Charles Pierce goes to the land of his grandmother to
experience an event which her stories had made so real that it was like he'd been there numerous times before he'd ever gone. It is a wonderful story of farm life, traditional Irish life, family lines and life in general, with horse races, booze and gambling thrown in:
Up and down the round, green-quilted hillsides near Listowel in north
Kerry in Ireland, the seven sisters of the Lynch family once tended
their sheep. They worked in the summer sun and in the soft rain of the
spring and the fall, and in the harder, snow-mixed sleet of midwinter.
And every autumn, right around when the harvest came in, they would
drive their sheep up the hillsides and down, and straight into Listowel,
where their flock would join cows and goats and chickens and ducks, and
the sheep of a hundred other families, all milling around with each
other and filling the town square with an amazing cacophony of lowing,
bleating, squawking, and quacking that nearly, but not quite, drowned
out the increasingly lubricated haggling of the farmers and craftsmen
and merchants who had come to sell enough of what they'd raised and
grown and manufactured to get them through the hard winter to come, with
a little left over to spend in the pubs on William Street, or to bet on
the horses out at the track tucked into the bend of the river. The
sisters never went to the races. Only the men went to the races. The
sisters stayed in town and listened to the fiddlers and the people who
played the pipes, and they danced with each other after the day's
business was done.
Listowel was a farm town, a market town. It was a little less
polished than Tralee to the west and the south, or Limerick to the north
and east. It was louder. It was rougher. One of the Lynch sisters, Mary
Ellen, would talk in her later years of a rally in support of Charles
Stewart Parnell at the time of the split in the Irish Party over
Parnell's affair with Kitty O'Shea. The rally turned into an all-out
brawl, the clack of hurleys on skulls ringing louder than the oratory.
Called "faction fights," these were come-all-ye bloodlettings,
exhibitions of what the Irish called the bataireacht, a form of
stick-fighting that rose to an art. These would erupt at weddings or at
funerals, or at virtually any public occasion at which a longstanding
grievance might detonate at the smallest provocation.
Ok, harvest fair. Sounds about like the origins of county fairs. Discussing with his guide how he felt like he knew the place and was a part of it because of his grandmother's stories, he gives a good insight into the importance of narrative, in this case, sports as narrative, in our lives:
I am of this place, because my grandmother was of this place, and she told me about it, and so it became part of what I am...
"When you come right down to it," Pat told me, "running a racetrack
is like running a farm. That's why the races here have survived. It was
the last thing the farmers had for the year. Once the races ended, there
was only the long, cold winter."
What are sports, anyway, at their best, but stories played out in
real time? Each of them has a distant beginning, a middle, and an end,
all three connected by the slender, powerful tendrils of memories
recited. They are part of the collective memory of the tribe. They are
how we explain ourselves to each other, down through the generations.
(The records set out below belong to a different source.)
//! Interpreter-level errors.
//!
//! Kept as a hand-rolled enum with a manual `Display` impl, in the style of
//! the core interpreter's own error type, rather than a `snafu` derive: the
//! shape is simple and the crate's `snafu` dependency is reserved for the
//! driver layer (file IO, environment configuration), which actually
//! benefits from generated `Display` impls and `From` conversions.
//!
//! Unlike parse diagnostics, these carry no source position: per the
//! design, line/column are available for parse errors only, and the
//! reference implementation's own uncaught-error path prints no location.

use std::fmt;

#[derive(Debug, Clone, PartialEq, Eq)]
pub enum EvalErrorKind {
    DuplicateParameter { name: String },
    Arity { expected: usize, got: usize },
    NotCallable { type_name: &'static str },
    TypeMismatch { message: String },
    UnboundName { name: String },
    Internal { message: String },
}

impl fmt::Display for EvalErrorKind {
    fn fmt(&self, f: &mut fmt::Formatter<'_>) -> fmt::Result {
        match self {
            EvalErrorKind::DuplicateParameter { name } => {
                write!(f, "Duplicate parameter name: {:?}.", name)
            }
            EvalErrorKind::Arity { expected, got } => write!(
                f,
                "Wrong number of arguments: expected {}, got {}.",
                expected, got
            ),
            EvalErrorKind::NotCallable { type_name } => {
                write!(f, "Value of type {} is not callable.", type_name)
            }
            EvalErrorKind::TypeMismatch { message } => write!(f, "{}", message),
            EvalErrorKind::UnboundName { name } => write!(f, "Unbound name: {:?}.", name),
            EvalErrorKind::Internal { message } => write!(f, "Internal error: {}.", message),
        }
    }
}

#[derive(Debug, Clone, PartialEq, Eq)]
pub struct EvalError {
    pub kind: EvalErrorKind,
}

impl EvalError {
    pub fn new(kind: EvalErrorKind) -> Self {
        EvalError { kind }
    }

    pub fn duplicate_parameter(name: impl Into<String>) -> Self {
        Self::new(EvalErrorKind::DuplicateParameter { name: name.into() })
    }

    pub fn arity(expected: usize, got: usize) -> Self {
        Self::new(EvalErrorKind::Arity { expected, got })
    }

    pub fn not_callable(type_name: &'static str) -> Self {
        Self::new(EvalErrorKind::NotCallable { type_name })
    }

    pub fn type_mismatch(message: impl Into<String>) -> Self {
        Self::new(EvalErrorKind::TypeMismatch {
            message: message.into(),
        })
    }

    pub fn unbound_name(name: impl Into<String>) -> Self {
        Self::new(EvalErrorKind::UnboundName { name: name.into() })
    }

    pub fn internal(message: impl Into<String>) -> Self {
        Self::new(EvalErrorKind::Internal {
            message: message.into(),
        })
    }
}

impl fmt::Display for EvalError {
    fn fmt(&self, f: &mut fmt::Formatter<'_>) -> fmt::Result {
        write!(f, "{}", self.kind)
    }
}

impl std::error::Error for EvalError {}
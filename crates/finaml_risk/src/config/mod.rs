//! Configuration layer.
//!
//! - [`RiskParameters`]: rates, confidence level, trials and horizon
//! - [`SimulationConfig`]: seed, rate volatilities and batching
//! - [`ScenarioFile`]: both of the above plus a portfolio, loaded from TOML
//!
//! Environment overrides: `FINAML_TRIALS`, `FINAML_CONFIDENCE`, `FINAML_SEED`.

mod error;
mod parameters;
mod scenario;
mod simulation;

pub use error::ConfigError;
pub use parameters::{
    RiskParameters, RiskParametersBuilder, DEFAULT_CONFIDENCE_LEVEL, DEFAULT_DISCOUNT_RATE,
    DEFAULT_HORIZON_PERIODS, DEFAULT_TRIALS,
};
pub use scenario::{InstrumentSpec, ScenarioFile};
pub use simulation::{
    SimulationConfig, SimulationConfigBuilder, DEFAULT_DISCOUNT_VOLATILITY,
    DEFAULT_GROWTH_VOLATILITY, DEFAULT_SEED, MAX_RATE_VOLATILITY,
};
Once upon a time, there were five sisters on the hills around Listowel,
and one of them had a son, who gave her a grandson. From her, I had
imagined hearing the muffled power of the hooves pounding into the turf.
I had imagined the soft-running river. I never had been to the Listowel
Races, but I had been there all my life.
The whole story is wonderful, and I recommend it to anyone with an interest in Ireland or horse racing, or having fun in general. On this day of the Bengals-Browns game, his description of his grandmother's stories and the recognition of sports as narrative, I think his story explains every western Ohio Browns fan (and there's a lot of them, way too many, actually) I have ever met. The reason that is is because they are only Browns fans because their fathers, and most likely, their grandfathers were. Their grandfathers told the stories about Paul Brown and Otto Graham, Lou Groza and Marion Motley. They were told the glorious tales of the Browns when the Browns won the NFL Championship in their first year in the NFL, after winning four AAFC titles. Their fathers probably remember the last championship in 1964, with Jim Brown running over opponents. I understand how they became Browns fans, I just don't understand why they remained Browns fans after Art Modell packed up the Browns and moved to Baltimore. I would have expected them to remain fans of the Ravens (ok, probably not) or to have become fans of some other team. Why would folks in Western Ohio choose to wait 3 years to follow an expansion team almost 3 hours from where they live? That I don't understand.